▸ Activity
Take the entries below and print only the lines from the one with "not know about" through the one with "let staged = diff_trees(&head_tree, &index_tree)", exactly as they stand, both ends included.

Stored data entries
------------------------

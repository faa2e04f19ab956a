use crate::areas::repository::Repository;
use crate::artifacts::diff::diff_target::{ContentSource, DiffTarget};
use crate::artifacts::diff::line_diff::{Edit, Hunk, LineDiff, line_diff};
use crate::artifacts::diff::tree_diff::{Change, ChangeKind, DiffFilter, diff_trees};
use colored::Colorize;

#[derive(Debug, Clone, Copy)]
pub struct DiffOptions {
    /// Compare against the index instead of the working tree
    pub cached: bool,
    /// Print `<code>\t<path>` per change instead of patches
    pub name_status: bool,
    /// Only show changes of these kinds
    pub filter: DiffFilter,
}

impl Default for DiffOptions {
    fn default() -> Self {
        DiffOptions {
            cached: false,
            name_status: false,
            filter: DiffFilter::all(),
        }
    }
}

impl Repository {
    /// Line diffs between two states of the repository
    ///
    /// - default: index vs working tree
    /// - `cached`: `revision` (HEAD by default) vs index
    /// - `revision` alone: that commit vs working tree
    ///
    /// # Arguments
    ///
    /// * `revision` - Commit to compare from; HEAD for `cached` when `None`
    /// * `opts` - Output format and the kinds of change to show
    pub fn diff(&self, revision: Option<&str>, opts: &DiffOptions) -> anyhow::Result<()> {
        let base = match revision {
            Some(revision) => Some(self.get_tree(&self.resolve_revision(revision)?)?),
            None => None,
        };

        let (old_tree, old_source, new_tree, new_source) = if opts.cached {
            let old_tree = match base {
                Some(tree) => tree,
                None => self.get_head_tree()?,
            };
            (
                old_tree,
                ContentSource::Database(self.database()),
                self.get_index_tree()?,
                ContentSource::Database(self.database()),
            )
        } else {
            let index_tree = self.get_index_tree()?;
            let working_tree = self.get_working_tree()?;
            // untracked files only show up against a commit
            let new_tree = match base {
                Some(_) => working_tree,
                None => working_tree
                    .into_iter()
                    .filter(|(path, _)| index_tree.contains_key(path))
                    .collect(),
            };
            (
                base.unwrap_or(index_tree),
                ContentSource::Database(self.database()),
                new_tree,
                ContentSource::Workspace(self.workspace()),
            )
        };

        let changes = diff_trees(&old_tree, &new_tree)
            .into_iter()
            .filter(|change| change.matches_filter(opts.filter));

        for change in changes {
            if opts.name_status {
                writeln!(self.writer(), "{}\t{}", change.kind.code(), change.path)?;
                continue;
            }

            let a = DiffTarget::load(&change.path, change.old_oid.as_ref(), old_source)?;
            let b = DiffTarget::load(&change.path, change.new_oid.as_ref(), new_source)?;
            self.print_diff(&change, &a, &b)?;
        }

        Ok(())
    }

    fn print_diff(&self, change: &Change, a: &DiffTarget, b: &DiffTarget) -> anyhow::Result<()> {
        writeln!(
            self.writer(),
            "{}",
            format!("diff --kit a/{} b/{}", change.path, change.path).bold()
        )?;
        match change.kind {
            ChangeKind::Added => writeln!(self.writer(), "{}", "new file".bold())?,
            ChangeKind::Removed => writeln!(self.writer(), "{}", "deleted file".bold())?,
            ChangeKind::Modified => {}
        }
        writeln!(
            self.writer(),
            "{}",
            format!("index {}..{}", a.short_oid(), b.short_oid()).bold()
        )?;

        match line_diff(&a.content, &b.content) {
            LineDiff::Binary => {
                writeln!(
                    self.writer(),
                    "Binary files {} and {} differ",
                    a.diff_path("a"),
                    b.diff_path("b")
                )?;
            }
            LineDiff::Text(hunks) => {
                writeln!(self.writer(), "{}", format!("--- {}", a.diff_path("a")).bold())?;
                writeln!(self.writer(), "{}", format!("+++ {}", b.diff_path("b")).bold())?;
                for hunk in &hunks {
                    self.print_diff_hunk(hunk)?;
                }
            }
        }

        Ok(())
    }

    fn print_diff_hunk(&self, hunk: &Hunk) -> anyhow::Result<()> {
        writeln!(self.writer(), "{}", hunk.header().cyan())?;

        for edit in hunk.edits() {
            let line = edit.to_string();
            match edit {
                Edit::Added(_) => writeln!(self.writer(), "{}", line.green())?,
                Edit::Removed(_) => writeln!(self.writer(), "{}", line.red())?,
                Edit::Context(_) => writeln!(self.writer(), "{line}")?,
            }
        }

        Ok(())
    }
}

------------------------

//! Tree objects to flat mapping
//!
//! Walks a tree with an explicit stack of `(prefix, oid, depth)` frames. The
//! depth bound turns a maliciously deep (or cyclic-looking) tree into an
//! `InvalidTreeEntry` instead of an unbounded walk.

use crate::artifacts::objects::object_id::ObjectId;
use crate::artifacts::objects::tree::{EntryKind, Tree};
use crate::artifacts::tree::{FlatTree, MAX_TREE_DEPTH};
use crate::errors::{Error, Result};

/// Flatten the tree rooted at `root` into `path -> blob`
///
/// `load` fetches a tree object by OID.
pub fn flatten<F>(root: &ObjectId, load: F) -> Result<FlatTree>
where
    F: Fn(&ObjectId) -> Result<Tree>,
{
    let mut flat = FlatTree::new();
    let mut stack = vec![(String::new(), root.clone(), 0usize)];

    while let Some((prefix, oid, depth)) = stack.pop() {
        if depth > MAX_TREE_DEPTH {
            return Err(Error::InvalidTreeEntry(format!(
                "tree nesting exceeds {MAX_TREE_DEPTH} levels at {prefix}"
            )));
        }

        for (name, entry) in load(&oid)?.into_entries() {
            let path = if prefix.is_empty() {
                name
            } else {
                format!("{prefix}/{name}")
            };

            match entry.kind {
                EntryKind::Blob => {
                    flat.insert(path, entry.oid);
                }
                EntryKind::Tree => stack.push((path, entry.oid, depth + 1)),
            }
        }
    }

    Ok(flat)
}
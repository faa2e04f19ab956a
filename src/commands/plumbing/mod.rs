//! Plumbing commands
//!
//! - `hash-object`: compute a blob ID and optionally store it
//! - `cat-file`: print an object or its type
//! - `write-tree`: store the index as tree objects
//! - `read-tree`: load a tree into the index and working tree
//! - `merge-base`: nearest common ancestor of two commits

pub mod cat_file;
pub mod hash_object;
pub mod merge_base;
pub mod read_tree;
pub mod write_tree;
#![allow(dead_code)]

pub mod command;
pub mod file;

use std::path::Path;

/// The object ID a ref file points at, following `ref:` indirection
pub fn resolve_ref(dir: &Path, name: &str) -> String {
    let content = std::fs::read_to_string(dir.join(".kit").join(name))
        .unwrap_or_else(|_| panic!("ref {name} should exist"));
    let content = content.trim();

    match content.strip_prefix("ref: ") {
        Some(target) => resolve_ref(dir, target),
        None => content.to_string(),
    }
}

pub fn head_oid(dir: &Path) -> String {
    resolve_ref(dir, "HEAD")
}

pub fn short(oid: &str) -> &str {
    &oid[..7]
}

------------------------

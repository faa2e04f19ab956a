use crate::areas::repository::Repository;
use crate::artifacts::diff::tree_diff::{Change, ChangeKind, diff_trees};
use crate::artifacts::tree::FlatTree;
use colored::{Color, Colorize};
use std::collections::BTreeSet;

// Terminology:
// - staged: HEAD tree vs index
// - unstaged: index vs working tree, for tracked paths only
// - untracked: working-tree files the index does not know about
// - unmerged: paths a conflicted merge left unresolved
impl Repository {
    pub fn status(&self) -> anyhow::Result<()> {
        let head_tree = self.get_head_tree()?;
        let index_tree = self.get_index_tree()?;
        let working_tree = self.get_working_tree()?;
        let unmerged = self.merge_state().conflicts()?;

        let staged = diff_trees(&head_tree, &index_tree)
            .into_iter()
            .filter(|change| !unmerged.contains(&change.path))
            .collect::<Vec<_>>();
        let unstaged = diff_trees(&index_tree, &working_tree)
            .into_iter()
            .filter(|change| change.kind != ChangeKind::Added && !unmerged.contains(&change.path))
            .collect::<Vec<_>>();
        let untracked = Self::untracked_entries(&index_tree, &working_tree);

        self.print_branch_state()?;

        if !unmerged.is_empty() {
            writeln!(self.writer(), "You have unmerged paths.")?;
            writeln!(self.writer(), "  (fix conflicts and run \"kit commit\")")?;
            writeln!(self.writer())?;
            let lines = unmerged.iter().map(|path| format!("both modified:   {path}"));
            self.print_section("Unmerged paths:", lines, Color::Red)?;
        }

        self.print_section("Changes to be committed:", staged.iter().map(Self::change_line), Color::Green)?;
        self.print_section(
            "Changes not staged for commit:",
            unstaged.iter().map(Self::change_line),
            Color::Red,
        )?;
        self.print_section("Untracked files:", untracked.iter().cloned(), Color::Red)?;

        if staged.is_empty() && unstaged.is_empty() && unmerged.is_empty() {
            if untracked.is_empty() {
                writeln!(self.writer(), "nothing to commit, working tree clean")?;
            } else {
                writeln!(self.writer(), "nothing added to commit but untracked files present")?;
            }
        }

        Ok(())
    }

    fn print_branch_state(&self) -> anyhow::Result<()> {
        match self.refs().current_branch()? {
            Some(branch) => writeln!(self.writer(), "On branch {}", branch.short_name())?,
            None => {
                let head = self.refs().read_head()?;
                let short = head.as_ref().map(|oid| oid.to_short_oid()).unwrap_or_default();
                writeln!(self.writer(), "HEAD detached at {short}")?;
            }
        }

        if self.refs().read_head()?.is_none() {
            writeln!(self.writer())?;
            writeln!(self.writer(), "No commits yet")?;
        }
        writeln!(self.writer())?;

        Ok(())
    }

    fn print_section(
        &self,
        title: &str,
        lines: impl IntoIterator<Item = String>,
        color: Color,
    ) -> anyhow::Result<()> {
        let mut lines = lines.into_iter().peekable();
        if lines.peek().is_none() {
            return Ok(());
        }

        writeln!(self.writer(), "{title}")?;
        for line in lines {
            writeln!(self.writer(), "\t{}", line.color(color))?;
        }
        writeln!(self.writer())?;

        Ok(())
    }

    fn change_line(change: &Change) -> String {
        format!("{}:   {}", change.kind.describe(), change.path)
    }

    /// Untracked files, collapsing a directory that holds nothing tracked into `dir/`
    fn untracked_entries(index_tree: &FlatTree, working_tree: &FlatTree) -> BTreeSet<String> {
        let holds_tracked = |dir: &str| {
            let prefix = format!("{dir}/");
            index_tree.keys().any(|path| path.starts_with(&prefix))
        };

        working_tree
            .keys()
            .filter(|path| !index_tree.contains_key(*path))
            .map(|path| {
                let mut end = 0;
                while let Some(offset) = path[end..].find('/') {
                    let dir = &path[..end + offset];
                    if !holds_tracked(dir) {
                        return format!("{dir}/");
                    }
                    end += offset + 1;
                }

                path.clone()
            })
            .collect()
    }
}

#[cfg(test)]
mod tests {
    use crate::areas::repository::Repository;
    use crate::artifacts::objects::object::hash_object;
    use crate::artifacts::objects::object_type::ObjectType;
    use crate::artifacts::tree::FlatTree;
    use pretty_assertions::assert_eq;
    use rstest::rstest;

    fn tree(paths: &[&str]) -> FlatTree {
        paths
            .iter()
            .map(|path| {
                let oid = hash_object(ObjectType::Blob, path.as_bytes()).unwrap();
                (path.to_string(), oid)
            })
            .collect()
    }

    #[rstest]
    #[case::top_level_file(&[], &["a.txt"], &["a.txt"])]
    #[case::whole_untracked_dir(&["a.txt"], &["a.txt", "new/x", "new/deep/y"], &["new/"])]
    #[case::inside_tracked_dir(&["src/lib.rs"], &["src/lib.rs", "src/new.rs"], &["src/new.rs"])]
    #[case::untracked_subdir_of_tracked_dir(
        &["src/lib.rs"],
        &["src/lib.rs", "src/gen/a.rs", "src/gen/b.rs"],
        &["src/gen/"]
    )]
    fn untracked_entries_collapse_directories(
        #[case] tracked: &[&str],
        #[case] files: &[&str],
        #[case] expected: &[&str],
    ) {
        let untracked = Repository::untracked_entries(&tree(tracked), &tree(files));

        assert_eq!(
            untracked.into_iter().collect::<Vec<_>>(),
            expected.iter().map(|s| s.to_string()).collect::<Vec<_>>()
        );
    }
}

------------------------

▸ Exercise output
// - untracked: working-tree files the index does not know about
// - unmerged: paths a conflicted merge left unresolved
impl Repository {
    pub fn status(&self) -> anyhow::Result<()> {
        let head_tree = self.get_head_tree()?;
        let index_tree = self.get_index_tree()?;
        let working_tree = self.get_working_tree()?;
        let unmerged = self.merge_state().conflicts()?;

        let staged = diff_trees(&head_tree, &index_tree)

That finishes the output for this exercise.